» Brief
Search the records for "Some" and copy each line that holds it.

[Opening Records for processing section]

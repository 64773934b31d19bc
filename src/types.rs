/// Shared types used across the codebase

use serde::{Deserialize, Serialize};

/// Roles known to the authorization layer, keyed by `roles.id`.
/// Tokens carry the raw id; handlers resolve it through [`Role::from_id`].
#[derive(Debug, Clone, Copy, PartialEq, Eq, Hash, Serialize, Deserialize)]
#[repr(i32)]
pub enum Role {
    Administrator = 1,
    Staff = 2,
    Student = 3,
}

impl Role {
    pub fn from_id(id: i32) -> Option<Self> {
        match id {
            1 => Some(Role::Administrator),
            2 => Some(Role::Staff),
            3 => Some(Role::Student),
            _ => None,
        }
    }

    pub fn id(self) -> i32 {
        self as i32
    }

    pub fn label(self) -> &'static str {
        match self {
            Role::Administrator => "Administrator",
            Role::Staff => "Staff",
            Role::Student => "Student",
        }
    }

    /// Roles allowed to manage other principals' records
    pub const MANAGERS: &'static [Role] = &[Role::Administrator, Role::Staff];
}
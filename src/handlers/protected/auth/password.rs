use axum::{extract::rejection::JsonRejection, extract::State, Extension, Json};
use serde::Deserialize;
use serde_json::{json, Value};

use crate::middleware::{ApiResponse, ApiResult, AuthUser};
use crate::state::AppState;

#[derive(Deserialize)]
pub struct PasswordChange {
    pub current_password: String,
    pub new_password: String,
}

/// PUT /api/auth/password - Change the caller's own password
///
/// A wrong `current_password` answers 401. Issued tokens stay valid until
/// they expire.
pub async fn put(
    State(state): State<AppState>,
    Extension(user): Extension<AuthUser>,
    payload: Result<Json<PasswordChange>, JsonRejection>,
) -> ApiResult<Value> {
    let Json(change) = payload?;
    state
        .credentials
        .change_password(&user.account_id, &change.current_password, &change.new_password)
        .await?;
    Ok(ApiResponse::success(json!({ "updated": true })))
}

[Closing Records for processing section]

» Result of this task
            1 => Some(Role::Administrator),
            2 => Some(Role::Staff),
            3 => Some(Role::Student),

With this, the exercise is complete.